Кондрашка насупился:
– Велено татя вязать и вести к боярину.
– Без девки не пойду, – Нечай поднялся, – не ваша это девка – наша, Рядковская. Не холопка, чтоб ее силком здесь держать.
Дарена спряталась к нему за спину и вцепилась руками в его полушубок.
– Ладно. Сейчас, спрошу у боярина, – ответил на это Кондрашка и захлопнул дверь, прикрыв засов.
– Ой, Нечаюшка… – затянула Дарена, – ой, прости меня… Вытащи меня отсюда, век буду благодарна, плохим словом не вспомню, и тятеньке накажу за тебя молиться… Только вытащи меня отсюда!
– Знаешь, меня бы кто отсюда вытащил… – пробормотал он.
Кондрашка вернулся быстро, и на крыльцо на этот раз поднялся не один, с двумя товарищами.
– Туча Ярославич велел татя вязать и вести ко мне в кузню, а девку оставить при Машке… – кузнец развел руками, словно извиняясь, – а если сопротивляться будет, сказал, тогда – в медвежью яму его посадить, пока боярин не освободится и с ним сам не разберется.
– Большая яма? – спросил Нечай.
– Большая! Два наката сверху!
– Большая – это хорошо… – усмехнулся он, – И медведь есть?

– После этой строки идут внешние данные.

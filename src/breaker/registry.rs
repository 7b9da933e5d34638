//! Per-key circuit state machine.

use std::collections::HashMap;
use std::time::Duration;

use chrono::{DateTime, Utc};
use parking_lot::Mutex;

use super::BreakerConfig;
use crate::domain::{CircuitState, CircuitStatus};

/// Persisted error text is bounded so one giant upstream message cannot
/// bloat the monitoring table.
const MAX_ERROR_LEN: usize = 500;

/// Mutable per-key record. `successes` is only meaningful in half-open;
/// `alert_sent` marks the current open episode as alerted and clears on
/// close.
#[derive(Debug, Clone)]
struct CircuitRecord {
    state: CircuitState,
    failures: u32,
    successes: u32,
    opened_at: Option<DateTime<Utc>>,
    last_success: Option<DateTime<Utc>>,
    last_failure: Option<DateTime<Utc>>,
    last_error: Option<String>,
    alert_sent: bool,
}

impl Default for CircuitRecord {
    fn default() -> Self {
        Self {
            state: CircuitState::Closed,
            failures: 0,
            successes: 0,
            opened_at: None,
            last_success: None,
            last_failure: None,
            last_error: None,
            alert_sent: false,
        }
    }
}

/// Whether a gated operation may proceed.
#[derive(Debug, Clone, Copy, PartialEq, Eq)]
pub enum Gate {
    Allowed,
    Blocked {
        opened_at: DateTime<Utc>,
        retry_in: Duration,
    },
}

/// State transition produced by a record call, for alerting/persistence.
#[derive(Debug, Clone, Copy, PartialEq, Eq)]
pub enum Transition {
    /// The circuit opened (or reopened from half-open). `alert` is false
    /// when this open episode was already alerted.
    Opened { failures: u32, alert: bool },
    /// Cooldown elapsed; the circuit now admits trial calls.
    HalfOpened,
    /// The circuit closed and all counters were cleared.
    Closed,
}

/// Registry of circuits keyed by resource name.
///
/// All counters, timestamps and alert-dedup flags are tracked per key;
/// operations on one key never affect another. Every read-modify-write
/// runs under the registry mutex.
pub struct CircuitRegistry {
    config: BreakerConfig,
    circuits: Mutex<HashMap<String, CircuitRecord>>,
}

impl CircuitRegistry {
    #[must_use]
    pub fn new(config: BreakerConfig) -> Self {
        Self {
            config,
            circuits: Mutex::new(HashMap::new()),
        }
    }

    #[must_use]
    pub fn config(&self) -> &BreakerConfig {
        &self.config
    }

    /// Check whether `key` may proceed, transitioning open circuits to
    /// half-open once the cooldown has elapsed.
    pub fn gate(&self, key: &str) -> (Gate, Option<Transition>) {
        let mut circuits = self.circuits.lock();
        let record = circuits.entry(key.to_string()).or_default();

        match record.state {
            CircuitState::Closed | CircuitState::HalfOpen => (Gate::Allowed, None),
            CircuitState::Open => {
                let now = Utc::now();
                let opened_at = record.opened_at.unwrap_or(now);
                let cooldown = chrono::Duration::from_std(self.config.cooldown)
                    .unwrap_or(chrono::Duration::MAX);
                let elapsed = now.signed_duration_since(opened_at);

                if elapsed >= cooldown {
                    record.state = CircuitState::HalfOpen;
                    record.opened_at = None;
                    record.successes = 0;
                    (Gate::Allowed, Some(Transition::HalfOpened))
                } else {
                    let retry_in = (cooldown - elapsed).to_std().unwrap_or_default();
                    (
                        Gate::Blocked {
                            opened_at,
                            retry_in,
                        },
                        None,
                    )
                }
            }
        }
    }

    /// Convenience wrapper over [`gate`](Self::gate) that drops the
    /// transition. Callers that persist transitions should use `gate`.
    #[must_use]
    pub fn is_available(&self, key: &str) -> bool {
        matches!(self.gate(key).0, Gate::Allowed)
    }

    /// Record a successful operation against `key`.
    pub fn record_success(&self, key: &str) -> Option<Transition> {
        let mut circuits = self.circuits.lock();
        let record = circuits.entry(key.to_string()).or_default();
        let now = Utc::now();

        match record.state {
            CircuitState::Closed => {
                record.failures = 0;
                record.last_success = Some(now);
                None
            }
            CircuitState::HalfOpen => {
                record.successes += 1;
                record.last_success = Some(now);
                if record.successes >= self.config.half_open_max_calls {
                    *record = CircuitRecord {
                        last_success: Some(now),
                        last_failure: record.last_failure,
                        ..Default::default()
                    };
                    Some(Transition::Closed)
                } else {
                    None
                }
            }
            // A call admitted before the circuit opened finished late.
            CircuitState::Open => {
                record.last_success = Some(now);
                None
            }
        }
    }

    /// Record a failed operation against `key`.
    pub fn record_failure(&self, key: &str, error: &str) -> Option<Transition> {
        let mut circuits = self.circuits.lock();
        let record = circuits.entry(key.to_string()).or_default();
        let now = Utc::now();
        record.last_failure = Some(now);
        record.last_error = Some(truncate_error(error));

        match record.state {
            CircuitState::Closed => {
                record.failures += 1;
                if record.failures >= self.config.threshold {
                    record.state = CircuitState::Open;
                    record.opened_at = Some(now);
                    let alert = !record.alert_sent;
                    record.alert_sent = true;
                    Some(Transition::Opened {
                        failures: record.failures,
                        alert,
                    })
                } else {
                    None
                }
            }
            // Any single half-open failure reopens with a fresh cooldown,
            // discarding partial success credit.
            CircuitState::HalfOpen => {
                record.failures += 1;
                record.successes = 0;
                record.state = CircuitState::Open;
                record.opened_at = Some(now);
                let alert = !record.alert_sent;
                record.alert_sent = true;
                Some(Transition::Opened {
                    failures: record.failures,
                    alert,
                })
            }
            CircuitState::Open => None,
        }
    }

    /// Force an open circuit closed (upstream recovered), bypassing
    /// half-open. No-op unless the circuit is open.
    pub fn force_close(&self, key: &str) -> Option<Transition> {
        let mut circuits = self.circuits.lock();
        let record = circuits.entry(key.to_string()).or_default();
        if record.state != CircuitState::Open {
            return None;
        }
        *record = CircuitRecord {
            last_success: record.last_success,
            last_failure: record.last_failure,
            ..Default::default()
        };
        Some(Transition::Closed)
    }

    /// Snapshot one circuit for persistence or display.
    #[must_use]
    pub fn status(&self, key: &str) -> CircuitStatus {
        let circuits = self.circuits.lock();
        let record = circuits.get(key).cloned().unwrap_or_default();
        self.status_of(key, &record)
    }

    /// Snapshot every tracked circuit, sorted by key.
    #[must_use]
    pub fn statuses(&self) -> Vec<CircuitStatus> {
        let circuits = self.circuits.lock();
        let mut all: Vec<CircuitStatus> = circuits
            .iter()
            .map(|(key, record)| self.status_of(key, record))
            .collect();
        all.sort_by(|a, b| a.key.cmp(&b.key));
        all
    }

    fn status_of(&self, key: &str, record: &CircuitRecord) -> CircuitStatus {
        CircuitStatus {
            key: key.to_string(),
            state: record.state,
            failure_count: record.failures,
            threshold: self.config.threshold,
            timeout_seconds: self.config.cooldown.as_secs(),
            opened_at: record.opened_at,
            last_success: record.last_success,
            last_failure: record.last_failure,
            last_error: record.last_error.clone(),
            updated_at: Utc::now(),
        }
    }
}

fn truncate_error(message: &str) -> String {
    if message.len() <= MAX_ERROR_LEN {
        return message.to_string();
    }
    let mut end = MAX_ERROR_LEN;
    while !message.is_char_boundary(end) {
        end -= 1;
    }
    message[..end].to_string()
}

#[cfg(test)]
mod tests {
    use super::*;

    fn test_config() -> BreakerConfig {
        BreakerConfig {
            threshold: 3,
            cooldown: Duration::from_millis(40),
            half_open_max_calls: 2,
        }
    }

    #[test]
    fn stays_closed_below_threshold() {
        let registry = CircuitRegistry::new(test_config());
        assert!(registry.record_failure("db", "boom").is_none());
        assert!(registry.record_failure("db", "boom").is_none());
        assert!(registry.is_available("db"));
        assert_eq!(registry.status("db").state, CircuitState::Closed);
    }

    #[test]
    fn opens_exactly_at_threshold() {
        let registry = CircuitRegistry::new(test_config());
        registry.record_failure("db", "boom");
        registry.record_failure("db", "boom");
        let transition = registry.record_failure("db", "boom");
        assert_eq!(
            transition,
            Some(Transition::Opened {
                failures: 3,
                alert: true
            })
        );
        assert!(!registry.is_available("db"));
    }

    #[test]
    fn success_resets_failure_streak() {
        let registry = CircuitRegistry::new(test_config());
        registry.record_failure("db", "boom");
        registry.record_failure("db", "boom");
        registry.record_success("db");
        registry.record_failure("db", "boom");
        registry.record_failure("db", "boom");
        // Streak broke, so still closed after four total failures.
        assert!(registry.is_available("db"));
    }

    #[test]
    fn cooldown_elapse_half_opens() {
        let registry = CircuitRegistry::new(test_config());
        for _ in 0..3 {
            registry.record_failure("db", "boom");
        }
        let (gate, _) = registry.gate("db");
        assert!(matches!(gate, Gate::Blocked { .. }));

        std::thread::sleep(Duration::from_millis(50));
        let (gate, transition) = registry.gate("db");
        assert_eq!(gate, Gate::Allowed);
        assert_eq!(transition, Some(Transition::HalfOpened));
        assert_eq!(registry.status("db").state, CircuitState::HalfOpen);
    }

    #[test]
    fn half_open_needs_all_successes_to_close() {
        let registry = CircuitRegistry::new(test_config());
        for _ in 0..3 {
            registry.record_failure("db", "boom");
        }
        std::thread::sleep(Duration::from_millis(50));
        registry.gate("db");

        assert!(registry.record_success("db").is_none());
        assert_eq!(registry.record_success("db"), Some(Transition::Closed));
        assert_eq!(registry.status("db").state, CircuitState::Closed);
        assert_eq!(registry.status("db").failure_count, 0);
    }

    #[test]
    fn half_open_failure_reopens_without_partial_credit() {
        let registry = CircuitRegistry::new(test_config());
        for _ in 0..3 {
            registry.record_failure("db", "boom");
        }
        std::thread::sleep(Duration::from_millis(50));
        registry.gate("db");
        registry.record_success("db"); // one of two needed

        let transition = registry.record_failure("db", "still broken");
        assert!(matches!(transition, Some(Transition::Opened { alert: false, .. })));
        assert!(!registry.is_available("db"));
        assert!(registry.status("db").opened_at.is_some());
    }

    #[test]
    fn keys_are_isolated() {
        let registry = CircuitRegistry::new(test_config());
        for _ in 0..3 {
            registry.record_failure("a", "boom");
        }
        assert!(!registry.is_available("a"));
        assert!(registry.is_available("b"));
        assert_eq!(registry.status("b").failure_count, 0);
    }

    #[test]
    fn alert_flag_set_once_per_open_episode() {
        let registry = CircuitRegistry::new(test_config());
        for _ in 0..2 {
            registry.record_failure("db", "boom");
        }
        let first = registry.record_failure("db", "boom");
        assert!(matches!(first, Some(Transition::Opened { alert: true, .. })));

        // Reopen after a failed half-open probe: same episode, no new alert.
        std::thread::sleep(Duration::from_millis(50));
        registry.gate("db");
        let reopened = registry.record_failure("db", "boom");
        assert!(matches!(
            reopened,
            Some(Transition::Opened { alert: false, .. })
        ));

        // Closing clears the flag; a later episode alerts again.
        std::thread::sleep(Duration::from_millis(50));
        registry.gate("db");
        registry.record_success("db");
        registry.record_success("db");
        for _ in 0..2 {
            registry.record_failure("db", "boom");
        }
        let again = registry.record_failure("db", "boom");
        assert!(matches!(again, Some(Transition::Opened { alert: true, .. })));
    }

    #[test]
    fn force_close_only_from_open() {
        let registry = CircuitRegistry::new(test_config());
        assert!(registry.force_close("db").is_none());

        for _ in 0..3 {
            registry.record_failure("db", "boom");
        }
        assert_eq!(registry.force_close("db"), Some(Transition::Closed));
        assert!(registry.is_available("db"));
        assert_eq!(registry.status("db").failure_count, 0);
    }

    #[test]
    fn error_text_is_truncated() {
        let registry = CircuitRegistry::new(test_config());
        let long = "x".repeat(2000);
        registry.record_failure("db", &long);
        let status = registry.status("db");
        assert_eq!(status.last_error.unwrap().len(), MAX_ERROR_LEN);
    }
}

– Не, медведя нет! – рассмеялся Кондрашка, – был года три назад. Здоровый, злющий. Издох… Туча Ярославич хочет медвежонка изловить, приручать с малолетства.
– Холодно в яме-то?
– Да как на дворе, так и в яме… – удивился Кондрашка.
– Ладно, вяжи, пойдем к тебе, сбитень пить…
– Нечай! – вскрикнула Дарена.
– Хочешь, чтоб мне все зубы выбили, а потом в яму бросили? – вздохнул он, – не, я боярина в тепле подожду.
День седьмой
От голода кружится голова, и подгибаются ноги. Нечай стоит в кругу страшных косматых мужиков, которые норовят пнуть его сзади – не больно, просто обидно до слез. Нечай поворачивается лицом к обидчикам, но его тут же пинают с другой стороны. И хохочут.
– Поп! Такой молодой – и уже поп!
– Я не поп! – рычит Нечай, но над ним смеются еще сильней.
На нем монастырская одежда – подрясник и скуфья, но мужичью невдомек, что попы носят рясу, а в подряснике ходят послушники. Три дня, как он сбежал из школы, и с тех пор ничего не ел. Ни разу.
– Эй, батюшка! Отпусти мне грехи!
– Я не батюшка! – Нечай скрипит зубами от злости.
Его снова кто-то пинает босой ногой, он поворачивается прыжком.
– Отпусти, батюшка, – канючит другой, – что тебе, жалко, что ли?
– Ну хоть помолись за нас! – хохочет другой, и Нечая снова пинают сзади.
Их шутки становятся все грубей, а тычки – все ощутимей. От обиды и отчаянья страх пропадает, Нечай забывает про голод и ослабевшие руки: и здесь, на свободе, то же самое! Стоило бежать! Злость созревает в нем медленно, собирается, как вода перед запрудой. Теперь у него есть опыт – никогда не плакать, никогда не просить пощады, и рано или поздно тебя оставят в покое. От злости темнеет в глазах – от злости у него всегда темнеет в глазах. Он медленно стискивает кулаки, скалится и кидается на разбойников: молча, без крика. Смех смолкает, и Нечай видит, что они его боятся. Так же как его боялись в школе, словно бешеного волка, от укуса которого можно умереть. Он прыгает на одного из них, стараясь достать зубами его шею, и тот кричит. Кричит от страха! Но вдруг тьма перед глазами становится непроглядной, пальцы, сжавшие рубаху разбойника, слабеют, и Нечай чувствует, как сползает к его ногам, судорожно цепляясь за одежду.